Unfortunately, chances are any resolution we make will not be kept. Here are some ways to make sure that you at least keep your financial ones:
-Set smart goals
When you set a vague goal like “save more money” or a seemingly insurmountable one like “pay off all debt,” you’ve already set yourselves down the path to failure. Instead, you want your goal to be Smart: specific, measurable, attainable, realistic, and time-sensitive. Instead of “save more money,” a Smart goal might be to save an extra Sh15,000 for emergencies every end month.
-Determine how you will invest for each goal
For your goals to be funded within the next five years, you’ll want to keep your money somewhere safe like a bank account or stable value fund that just earns interest and doesn’t fluctuate in value. That’s because if you invest the money in something more aggressive like stocks, it could lose value and not recover by the time you need the money.
The benefit of a higher return is also much less when the money has such a short time to compound. For longer term goals, it probably makes sense to take some investment risk. Otherwise, you face the risk of having your purchasing power reduced by inflation. A one per cent return with two per cent inflation is actually losing one per cent a year in real terms of what you can buy with that money.

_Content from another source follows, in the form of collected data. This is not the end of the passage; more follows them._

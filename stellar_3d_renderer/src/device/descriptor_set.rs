/// DescriptorSet trait, binding resources and acceleration structures

use crate::device::{Buffer, DescriptorSetLayoutDesc, DescriptorType, Texture};
use crate::error::{Error, Result};

/// Predefined sampler configurations, shared by the device
#[derive(Debug, Clone, Copy, PartialEq, Eq, Hash)]
pub enum SamplerType {
    LinearClamp,
    NearestClamp,
    LinearRepeat,
    /// Depth comparison sampler (`LessOrEqual`) for shadow maps
    ShadowCompare,
}

/// A GPU resource bound at one descriptor binding
///
/// The binding index is the position in the slice passed to
/// `GraphicsDevice::create_descriptor_set`.
#[derive(Clone, Copy)]
pub enum BindingResource<'a> {
    UniformBuffer(&'a dyn Buffer),
    StorageBuffer(&'a dyn Buffer),
    /// Texture default view with a shared sampler
    SampledTexture(&'a dyn Texture, SamplerType),
    /// Attachment read by `subpassLoad` in a later subpass
    InputAttachment(&'a dyn Texture),
    StorageImage(&'a dyn Texture),
    AccelerationStructure(&'a dyn AccelerationStructure),
}

impl BindingResource<'_> {
    pub fn descriptor_type(&self) -> DescriptorType {
        match self {
            BindingResource::UniformBuffer(_) => DescriptorType::UniformBuffer,
            BindingResource::StorageBuffer(_) => DescriptorType::StorageBuffer,
            BindingResource::SampledTexture(..) => DescriptorType::CombinedImageSampler,
            BindingResource::InputAttachment(_) => DescriptorType::InputAttachment,
            BindingResource::StorageImage(_) => DescriptorType::StorageImage,
            BindingResource::AccelerationStructure(_) => DescriptorType::AccelerationStructure,
        }
    }
}

/// Descriptor set trait
///
/// Immutable once created; rebuilt when a referenced resource is recreated.
pub trait DescriptorSet: Send + Sync {
    fn set_index(&self) -> u32;

    fn binding_count(&self) -> u32;
}

/// Top-level acceleration structure, built by the scene owner
pub trait AccelerationStructure: Send + Sync {
    fn device_address(&self) -> u64;
}

/// Check that `resources` match `layout` binding for binding
///
/// A mismatch is a declaration bug in the calling pass.
pub fn validate_bindings(layout: &DescriptorSetLayoutDesc, resources: &[BindingResource]) -> Result<()> {
    if layout.bindings.len() != resources.len() {
        return Err(Error::InvalidResource(format!(
            "descriptor binding count mismatch: layout has {}, got {}",
            layout.bindings.len(),
            resources.len()
        )));
    }
    for (index, (binding, resource)) in layout.bindings.iter().zip(resources).enumerate() {
        if binding.binding != index as u32 {
            return Err(Error::InvalidResource(format!(
                "descriptor layout binding {} declared at position {}",
                binding.binding, index
            )));
        }
        if binding.descriptor_type != resource.descriptor_type() {
            return Err(Error::InvalidResource(format!(
                "binding {} expects {:?}, got {:?}",
                index,
                binding.descriptor_type,
                resource.descriptor_type()
            )));
        }
    }
    Ok(())
}
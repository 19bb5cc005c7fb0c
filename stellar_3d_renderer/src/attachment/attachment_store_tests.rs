//! Unit tests for attachment_store.rs

use crate::attachment::{AttachmentSlot, AttachmentStore};
use crate::config::PipelineVariant;
use crate::device::mock_graphics_device::MockGraphicsDevice;
use crate::device::{Extent2D, TextureUsage};
use crate::error::Error;

// ============================================================================
// SLOT TESTS
// ============================================================================

#[test]
fn test_required_slots_per_variant() {
    let deferred = AttachmentSlot::required(PipelineVariant::Deferred);
    assert_eq!(deferred.len(), 7);
    assert!(!deferred.contains(&AttachmentSlot::RayTracedShadow));

    let ray_traced = AttachmentSlot::required(PipelineVariant::RayTraced);
    assert_eq!(ray_traced.len(), 8);
    assert!(ray_traced.contains(&AttachmentSlot::RayTracedShadow));
}

#[test]
fn test_slot_formats_and_usages() {
    assert!(AttachmentSlot::Depth.format().is_depth());
    assert!(AttachmentSlot::GBufferNormal.usage().contains(TextureUsage::INPUT_ATTACHMENT));
    assert!(AttachmentSlot::RayTracedShadow.usage().contains(TextureUsage::STORAGE));
    assert!(!AttachmentSlot::RayTracedShadow.usage().is_attachment());
}

// ============================================================================
// REBUILD TESTS
// ============================================================================

#[test]
fn test_rebuild_allocates_every_slot() {
    let device = MockGraphicsDevice::new();
    let mut store = AttachmentStore::new();
    let slots = AttachmentSlot::required(PipelineVariant::RayTraced);

    store.rebuild(&device, Extent2D::new(800, 600), &slots).unwrap();

    assert_eq!(store.len(), slots.len());
    assert_eq!(store.generation(), 1);
    for slot in &slots {
        let attachment = store.get(*slot).unwrap();
        assert_eq!(attachment.extent, Extent2D::new(800, 600));
        assert_eq!(attachment.texture.info().format, slot.format());
    }
    assert!(store.target(AttachmentSlot::Lighting).is_ok());
    assert!(store.get(AttachmentSlot::RayTracedShadow).unwrap().target.is_none());
}

#[test]
fn test_double_rebuild_leaves_one_attachment_per_slot() {
    let device = MockGraphicsDevice::new();
    let tracker = device.tracker();
    let mut store = AttachmentStore::new();
    let slots = AttachmentSlot::required(PipelineVariant::Deferred);

    store.rebuild(&device, Extent2D::new(800, 600), &slots).unwrap();
    store.rebuild(&device, Extent2D::new(1024, 768), &slots).unwrap();
    store.rebuild(&device, Extent2D::new(1280, 720), &slots).unwrap();

    assert_eq!(store.len(), slots.len());
    assert_eq!(tracker.live_texture_count(), slots.len());
    assert_eq!(store.generation(), 3);
    assert!(store.iter().all(|a| a.extent == Extent2D::new(1280, 720) && a.generation == 3));
}

#[test]
fn test_resize_round_trip_restores_dimensions() {
    let device = MockGraphicsDevice::new();
    let mut store = AttachmentStore::new();
    let slots = AttachmentSlot::required(PipelineVariant::Deferred);
    let original = Extent2D::new(800, 600);

    store.rebuild(&device, original, &slots).unwrap();
    for _ in 0..5 {
        store.rebuild(&device, Extent2D::new(1920, 1080), &slots).unwrap();
        store.rebuild(&device, original, &slots).unwrap();
    }

    assert_eq!(store.extent(), original);
    for attachment in store.iter() {
        let info = attachment.texture.info();
        assert_eq!((info.width, info.height), (800, 600));
    }
}

#[test]
fn test_rebuild_rejects_empty_extent() {
    let device = MockGraphicsDevice::new();
    let mut store = AttachmentStore::new();
    let result = store.rebuild(&device, Extent2D::new(0, 600), &[AttachmentSlot::Depth]);
    assert!(matches!(result, Err(Error::InvalidState(_))));
    assert!(store.is_empty());
}

#[test]
fn test_missing_slot_is_a_declaration_error() {
    let device = MockGraphicsDevice::new();
    let mut store = AttachmentStore::new();
    store.rebuild(&device, Extent2D::new(64, 64), &[AttachmentSlot::Depth]).unwrap();

    assert!(matches!(store.texture(AttachmentSlot::Lighting), Err(Error::GraphDeclaration(_))));
    assert!(matches!(store.target(AttachmentSlot::Lighting), Err(Error::GraphDeclaration(_))));
}

#[test]
fn test_clear_releases_textures() {
    let device = MockGraphicsDevice::new();
    let tracker = device.tracker();
    let mut store = AttachmentStore::new();
    store
        .rebuild(&device, Extent2D::new(64, 64), &AttachmentSlot::required(PipelineVariant::Deferred))
        .unwrap();

    store.clear();
    assert!(store.is_empty());
    assert_eq!(tracker.live_texture_count(), 0);
}

#[test]
fn test_keys_change_between_generations() {
    let device = MockGraphicsDevice::new();
    let mut store = AttachmentStore::new();
    store.rebuild(&device, Extent2D::new(64, 64), &[AttachmentSlot::Lighting]).unwrap();
    let first = store.key(AttachmentSlot::Lighting).unwrap();
    store.rebuild(&device, Extent2D::new(32, 32), &[AttachmentSlot::Lighting]).unwrap();

    assert!(store.by_key(first).is_none());
    assert!(store.by_key(store.key(AttachmentSlot::Lighting).unwrap()).is_some());
}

-Calculate how much you need to save per month
For debt, you can calculate to see how quickly you can be debt free by making extra payments. For other goals you’re saving for, don’t forget that the cost of your goals will likely increase over time due to inflation.
For goals like saving for a down payment on a home, you can also calculate to see how much you need to save per month given a certain inflation rate and return on your savings. Also calculate for retirement and college expenses. Just remember to use expected rates of return that match your time frame and risk tolerance.
–Take advantage of taxes to make savings
Some examples are your employer’s retirement plan and life insurance covers. All these have tax advantage which can be claimed while filing your tax returns. Some of these rewards can amount to huge sums of money making meaningful impact on your savings.
-Minimise your investment costs
Within each account, look for the lowest cost options to implement your investment allocation based on your time frame and risk tolerance. Studies have shown that when comparing similar investment scenes. Also, look for a bank with the lowest charges.
-Automate your saving plan
This is the most important step because you can have perfect goals, perfect plan, perfect account, and perfect investments but they won’t mean anything without actual savings. By automating your savings you are guranteered not to spend the money. You can do this by payroll deduction or automatic transfer from your bank account through a monthly standing order.
-Adjust as needed
Once a year, you’ll want to revisit your goals, re-run your calculations based on your actual investment returns, see if tax laws have changed, and re-balance your investment portfolio.
If your investments are down in value, this is not a reason to change them but just a natural part of the cyclical nature of investing.
No investment fund consistently outperforms all the time but you’ll maximise your odds by keeping your costs as low as possible.